The dataset subject to our analysis includes retail sales of automobiles and commercial vehicles in Turkey based on brand in monthly basis. The dataset includes data from Jan’16 to Sep’19. The dataset incorporates 12 columns. Details of the column names & description is are represented below: . brand_name: Name of the brand . auto_dom : Sales amount of domestic automobiles . auto_imp : Sales amount of imported automobiles . auto_total : Total sales amount of automobiles . comm_dom : Sales amount of domestic commercial vehicles . comm_imp : Sales amount of imported commercial vehicles . comm_total : Total sales amount of commercial vehicles . total_dom : Total sales of all domestic product vehicles . total_imp : Total sales of all imported vehicles . total_total: Total sales amount of all vehicles . year : Year . month : Month
In order to perform a healthy analysis, the dataset has been adjusted in three aspects: 1. Delete the invalid row that contains a disclaimer 2. Delete the rows brand_name = “TOPLAM” 3. Change of “ASTON MARTIN” to “ASTON MARTIN” in order to merge the two different brand names for the same brand.
setwd('C:/Ufuk/BDA_503_Data_Analytics_Essentials/Homeworks/ODD')
raw_data = read_rds("car_data_aggregate.rds")
raw_data = subset(raw_data,subset=brand_name != 'TOPLAM:' & !startsWith(brand_name, 'ODD'))
raw_data$brand_name=str_replace(raw_data$brand_name, "MARTIN", "MARTIN")

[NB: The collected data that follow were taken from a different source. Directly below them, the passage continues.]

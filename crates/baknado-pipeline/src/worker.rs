//! Poll loop driving one stage between an input and an output queue.
//!
//! # Design
//! - One iteration handles at most one request: peek, load, check the retry ceiling,
//!   run the stage, then move or record the failure.
//! - Success writes the output copy before removing the input copy; a crash in between
//!   leaves a duplicate that [`reconcile`] clears on the next start.
//! - Stage failures never escape an iteration. They bump `failures` on the request and
//!   leave it in place; requests past their ceiling go to the dead-letter queue.
//! - An output file held by a different job counts as a failed attempt; the job stays
//!   in its input queue rather than overwrite the other one.
//! - Files that cannot be loaded are moved aside so they never block the queue head.
//! - Shutdown is observed between iterations only; a running `handle` always finishes.

use std::path::PathBuf;
use std::sync::Arc;
use std::time::{Duration, Instant};

use baknado_config::PipelineSettings;
use baknado_telemetry::Metrics;
use tokio::sync::watch;
use tracing::{Instrument, debug, error, info, info_span, warn};

use crate::error::{PipelineError, PipelineResult};
use crate::queue::WorkQueue;
use crate::reconcile::{reconcile, reconcile_abandoned};
use crate::request::Request;
use crate::stage::Stage;

/// Retry and pacing knobs for a worker.
#[derive(Debug, Clone, Copy, PartialEq, Eq)]
pub struct WorkerPolicy {
    /// Default ceiling on request failures when a request does not set its own.
    pub max_retries: u32,
    /// Wait after an idle or failed poll.
    pub poll_interval: Duration,
    /// Wait after a productive iteration.
    pub pause: Duration,
}

impl WorkerPolicy {
    /// Derive the policy from pipeline settings.
    #[must_use]
    pub const fn from_settings(settings: &PipelineSettings) -> Self {
        Self {
            max_retries: settings.max_retries,
            poll_interval: settings.poll_interval(),
            pause: settings.pause(),
        }
    }
}

/// What a single iteration did.
#[derive(Debug, Clone, PartialEq, Eq)]
pub enum IterationOutcome {
    /// The input queue was empty.
    Idle,
    /// The stage succeeded and the request moved to the output queue.
    Completed(PathBuf),
    /// The stage failed, or the output queue held another job under the same name;
    /// the request stays in the input queue.
    Failed {
        /// Input file of the request.
        path: PathBuf,
        /// Failure count after this attempt.
        failures: u32,
    },
    /// The request exceeded its retry ceiling and moved to the dead-letter queue.
    Abandoned(PathBuf),
    /// The input file was not a valid request and moved to the dead-letter queue.
    Rejected(PathBuf),
}

impl IterationOutcome {
    const fn metric_label(&self) -> Option<&'static str> {
        match self {
            Self::Idle => None,
            Self::Completed(_) => Some("completed"),
            Self::Failed { .. } => Some("failed"),
            Self::Abandoned(_) | Self::Rejected(_) => Some("abandoned"),
        }
    }
}

/// Drives one [`Stage`] over an input queue.
pub struct QueueWorker {
    input: Arc<dyn WorkQueue>,
    output: Arc<dyn WorkQueue>,
    dead_letter: Arc<dyn WorkQueue>,
    stage: Arc<dyn Stage>,
    policy: WorkerPolicy,
    metrics: Metrics,
}

impl QueueWorker {
    /// Wire a worker moving requests from `input` to `output` through `stage`.
    #[must_use]
    pub fn new(
        input: Arc<dyn WorkQueue>,
        output: Arc<dyn WorkQueue>,
        dead_letter: Arc<dyn WorkQueue>,
        stage: Arc<dyn Stage>,
        policy: WorkerPolicy,
        metrics: Metrics,
    ) -> Self {
        Self {
            input,
            output,
            dead_letter,
            stage,
            policy,
            metrics,
        }
    }

    /// Name of the stage this worker runs.
    #[must_use]
    pub fn stage_name(&self) -> &'static str {
        self.stage.name()
    }

    /// Drop input copies of requests the output (or dead-letter) queue already holds.
    ///
    /// # Errors
    ///
    /// Returns the queue listing or removal failure.
    pub fn reconcile(&self) -> PipelineResult<Vec<PathBuf>> {
        let mut removed = reconcile(self.input.as_ref(), self.output.as_ref())?;
        removed.extend(reconcile_abandoned(
            self.input.as_ref(),
            self.dead_letter.as_ref(),
            self.policy.max_retries,
        )?);
        Ok(removed)
    }

    /// Process at most one request.
    ///
    /// # Errors
    ///
    /// Returns queue IO failures. Stage failures are recorded on the request and
    /// reported as [`IterationOutcome::Failed`] instead.
    pub async fn run_once(&self) -> PipelineResult<IterationOutcome> {
        let stage = self.stage.name();
        let outcome = self.step().await?;
        if let Some(label) = outcome.metric_label() {
            self.metrics.inc_request(stage, label);
        }
        for queue in [&self.input, &self.output, &self.dead_letter] {
            if let Ok(depth) = queue.depth() {
                self.metrics.set_queue_depth(queue.name(), depth);
            }
        }
        Ok(outcome)
    }

    async fn step(&self) -> PipelineResult<IterationOutcome> {
        let Some(path) = self.input.peek_next()? else {
            return Ok(IterationOutcome::Idle);
        };
        let mut request = match Request::load(&path) {
            Ok(request) => request,
            Err(err) => {
                let moved = self.dead_letter.adopt_file(&path)?;
                error!(
                    request = %path.display(),
                    moved_to = %moved.display(),
                    error = %err,
                    "unreadable request moved to dead-letter queue"
                );
                return Ok(IterationOutcome::Rejected(moved));
            }
        };

        let ceiling = request.retry_ceiling(self.policy.max_retries);
        if request.retries_exhausted(self.policy.max_retries) {
            let moved = match self.dead_letter.enqueue(&mut request) {
                Ok(moved) => {
                    self.input.dequeue_path(&path)?;
                    moved
                }
                Err(PipelineError::QueueConflict { .. }) => self.dead_letter.adopt_file(&path)?,
                Err(err) => return Err(err),
            };
            error!(
                request = %path.display(),
                backup = %request.path.display(),
                failures = request.failures,
                max_retries = ceiling,
                moved_to = %moved.display(),
                "request abandoned after exhausting retries"
            );
            return Ok(IterationOutcome::Abandoned(moved));
        }

        let started = Instant::now();
        let result = self.stage.handle(&mut request).await;
        self.metrics
            .observe_stage_latency(self.stage.name(), started.elapsed());

        match result {
            Ok(()) => match self.output.enqueue(&mut request) {
                Ok(moved) => {
                    self.input.dequeue_path(&path)?;
                    info!(
                        request = %path.display(),
                        moved_to = %moved.display(),
                        elapsed_ms = started.elapsed().as_millis(),
                        "stage completed"
                    );
                    Ok(IterationOutcome::Completed(moved))
                }
                Err(err @ PipelineError::QueueConflict { .. }) => {
                    self.record_failure(path, &mut request, &err, ceiling)
                }
                Err(err) => Err(err),
            },
            Err(err) => self.record_failure(path, &mut request, &err, ceiling),
        }
    }

    fn record_failure(
        &self,
        path: PathBuf,
        request: &mut Request,
        err: &PipelineError,
        ceiling: u32,
    ) -> PipelineResult<IterationOutcome> {
        request.failures = request.failures.saturating_add(1);
        request.persist()?;
        if err.is_permanent() {
            error!(
                request = %path.display(),
                stage = self.stage.name(),
                failures = request.failures,
                max_retries = ceiling,
                error = %err,
                "stage failed permanently; operator attention required"
            );
        } else {
            warn!(
                request = %path.display(),
                stage = self.stage.name(),
                failures = request.failures,
                max_retries = ceiling,
                error = %err,
                "stage failed; will retry"
            );
        }
        Ok(IterationOutcome::Failed {
            path,
            failures: request.failures,
        })
    }

    /// Poll until `shutdown` flips to `true` or its sender goes away.
    pub async fn run(&self, mut shutdown: watch::Receiver<bool>) {
        let span = info_span!("queue_worker", stage = self.stage.name());
        async move {
            match self.reconcile() {
                Ok(removed) if !removed.is_empty() => {
                    info!(removed = removed.len(), "duplicate requests reconciled");
                }
                Ok(_) => {}
                Err(err) => warn!(error = %err, "reconciliation failed"),
            }
            info!(
                input = self.input.name(),
                output = self.output.name(),
                "queue worker started"
            );
            while !*shutdown.borrow() {
                let delay = match self.run_once().await {
                    Ok(IterationOutcome::Idle) => self.policy.poll_interval,
                    Ok(outcome) => {
                        debug!(?outcome, "iteration finished");
                        self.policy.pause
                    }
                    Err(err) => {
                        error!(error = %err, "queue iteration failed");
                        self.policy.poll_interval
                    }
                };
                tokio::select! {
                    () = tokio::time::sleep(delay) => {}
                    changed = shutdown.changed() => {
                        if changed.is_err() {
                            break;
                        }
                    }
                }
            }
            info!("queue worker stopped");
        }
        .instrument(span)
        .await;
    }
}
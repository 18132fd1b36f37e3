#![forbid(unsafe_code)]
#![deny(
    warnings,
    dead_code,
    unused,
    unused_imports,
    unused_must_use,
    unreachable_pub,
    clippy::all,
    clippy::pedantic,
    clippy::nursery,
    rustdoc::broken_intra_doc_links,
    rustdoc::bare_urls,
    missing_docs
)]

//! Baknado daemon bootstrap wiring.
//!
//! Layout: `bootstrap.rs` (config, telemetry and worker wiring), `error.rs`.

/// Application bootstrap and worker supervision.
pub mod bootstrap;
/// Application-level errors.
pub mod error;

pub use bootstrap::run_app;
pub use error::{AppError, AppResult};
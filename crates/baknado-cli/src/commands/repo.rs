//! Object access within one repository.

use std::path::{Path, PathBuf};
use std::time::Instant;

use baknado_objstore::{ObjectInfo, ObjectStore};

use crate::cli::{OutputFormat, RepoCommand};
use crate::context::{CliContext, CliError, CliResult, store_error};
use crate::output::{render_objects, transfer_summary};

pub(crate) async fn handle_repo(
    ctx: &CliContext,
    name: &str,
    command: RepoCommand,
) -> CliResult<String> {
    let store = ctx.registry.repo(name).map_err(store_error)?;
    let store = store.as_ref();
    match command {
        RepoCommand::List { target } => list(store, target.as_deref(), ctx.output).await,
        RepoCommand::Hash { target } => Ok(describe(store, &target).await?.hash),
        RepoCommand::Get { src, dest } => {
            let dest = dest.unwrap_or_else(|| default_download_path(&src));
            let started = Instant::now();
            let bytes = store.get(&src, &dest).await.map_err(store_error)?;
            Ok(transfer_summary(bytes, started.elapsed()))
        }
        RepoCommand::Put { src, dest } => {
            let key = match dest {
                Some(key) => key,
                None => default_key(&src)?,
            };
            let started = Instant::now();
            let info = store.put(&src, &key).await.map_err(store_error)?;
            Ok(transfer_summary(info.bytes, started.elapsed()))
        }
        RepoCommand::Delete { target } => {
            if store.delete(&target).await.map_err(store_error)? {
                Ok(format!("Deleted {target} from {}", store.label()))
            } else {
                Err(not_found(store, &target))
            }
        }
    }
}

async fn list(
    store: &dyn ObjectStore,
    target: Option<&str>,
    format: OutputFormat,
) -> CliResult<String> {
    let objects = match target {
        Some(key) => vec![describe(store, key).await?],
        None => store.list().await.map_err(store_error)?,
    };
    render_objects(&objects, format)
}

async fn describe(store: &dyn ObjectStore, key: &str) -> CliResult<ObjectInfo> {
    store
        .head(key)
        .await
        .map_err(store_error)?
        .ok_or_else(|| not_found(store, key))
}

fn not_found(store: &dyn ObjectStore, key: &str) -> CliError {
    CliError::validation(format!("object '{key}' not found in {}", store.label()))
}

fn default_download_path(key: &str) -> PathBuf {
    Path::new(key)
        .file_name()
        .map_or_else(|| PathBuf::from(key), PathBuf::from)
}

fn default_key(src: &Path) -> CliResult<String> {
    src.file_name()
        .and_then(|name| name.to_str())
        .map(str::to_string)
        .ok_or_else(|| {
            CliError::validation(format!(
                "cannot derive an object name from {}; pass one explicitly",
                src.display()
            ))
        })
}
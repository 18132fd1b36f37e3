//! Filesystem-backed configuration used by command tests.

use std::path::PathBuf;

use serde_json::json;
use tempfile::TempDir;

use crate::cli::OutputFormat;
use crate::context::CliContext;

pub(crate) struct CliFixture {
    pub(crate) temp: TempDir,
    pub(crate) ctx: CliContext,
}

impl CliFixture {
    /// One `local` filesystem service holding the `prod` repository.
    pub(crate) fn filesystem(output: OutputFormat) -> anyhow::Result<Self> {
        let temp = tempfile::Builder::new().prefix("baknado-cli-").tempdir()?;
        let store_root = temp.path().join("store");
        std::fs::create_dir_all(store_root.join("prod-backups"))?;
        let document = json!({
            "pipeline": { "root": temp.path().join("pipeline") },
            "services": [{
                "name": "local",
                "service_type": "filesystem",
                "storage_id": "-",
                "identity_domain": "-",
                "user": "-",
                "auth_key": "-",
                "auth_url": store_root.display().to_string()
            }],
            "containers": [
                { "name": "prod", "container": "prod-backups", "service": "local" }
            ],
            "proxies": [
                { "name": "corp", "host": "proxy.example.com", "port": 3128 }
            ]
        });
        let config_path = temp.path().join("config.json");
        std::fs::write(&config_path, serde_json::to_vec_pretty(&document)?)?;
        let ctx = CliContext::load(Some(&config_path), None, output)
            .map_err(|err| anyhow::anyhow!(err.display_message()))?;
        Ok(Self { temp, ctx })
    }

    pub(crate) fn container_dir(&self) -> PathBuf {
        self.temp.path().join("store/prod-backups")
    }

    pub(crate) fn write_local(&self, name: &str, contents: &[u8]) -> anyhow::Result<PathBuf> {
        let path = self.temp.path().join(name);
        std::fs::write(&path, contents)?;
        Ok(path)
    }
}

raw_data[is.na(raw_data)] <- 0
head(raw_data)
## # A tibble: 6 x 12
## brand_name auto_dom auto_imp auto_total comm_dom comm_imp comm_total
## <chr> <dbl> <dbl> <dbl> <dbl> <dbl> <dbl>
## 1 ALFA ROMEO 0 13 13 0 0 0
## 2 ASTON MAR~ 0 2 2 0 0 0
## 3 AUDI 0 350 350 0 0 0
## 4 BENTLEY 0 0 0 0 0 0
## 5 BMW 0 158 158 0 0 0
## 6 CITROEN 0 134 134 0 197 197
## # ... with 5 more variables: total_dom <dbl>, total_imp <dbl>,
## # total_total <dbl>, year <dbl>, month <dbl>
raw_data %>%
filter(auto_total > 0 & comm_total > 0) %>%
select(brand_name,auto_total,comm_total,total_total,year) %>%
arrange(desc(year),desc(total_total)) %>%
group_by(brand_name, year) %>%
summarize(year_total = sum(total_total)) %>%
arrange(desc(year_total))%>%
ggplot(data = ., aes(x = brand_name, y = year_total,
fill = as.character(year))) + geom_bar(stat = "identity") + aes(x = reorder(brand_name, -year_total),
y = year_total) + labs(x = "", y = "", title = "Total Sales per Brand") + theme_bw() + theme( axis.text.x = element_text(angle = 45,
vjust = 0.5, hjust = 0.5, size = 12)) + scale_y_continuous(labels = scales::comma) + guides(fill=guide_legend(title="Year", reverse=TRUE))
Renault has the highest sales in overall, followed by Fiat, Ford and Volkswagen. With a quick look, 2018 sales has a decrease in general which might be as a result of current economic crisis and lack of special consumption tax in prior years.
raw_data %>%
filter(auto_total > 0 & comm_total > 0) %>%
select(brand_name,auto_total,comm_total,total_total,year) %>%
arrange(desc(year),desc(total_total)) %>%
filter(year == "2018") %>%
group_by(brand_name) %>%
summarize(year_total = sum(total_total)) %>%
arrange(desc(year_total)) %>%
top_n(5) %>%
mutate(prop=percent(year_total / sum(year_total))) %>%
ggplot(data = ., aes(x="", y=prop, fill=brand_name))+ labs(x = "", y = "", title = "Top 5 Car Sales per Brand in 2018") +
geom_bar(width = 1, stat = "identity") + coord_polar("y", start=0) +
theme(plot.title=element_text(hjust=0.5,face='bold',size=16)) +
theme_classic() + theme(axis.line = element_blank(), axis.text = element_blank(), axis.ticks = element_blank()) + geom_text(aes(label=prop),position=position_stack(vjust = 0.5)) + guides(fill=guide_legend(title="Brand Name"))
## Selecting by year_total
When we focus on top 5 companies of total sales 2018, we can conclude that Volkswagen has a catch up in 2018. While it has the 4th ranking in 2016-2018 total sales, shares the 2nd place with Ford in 2018.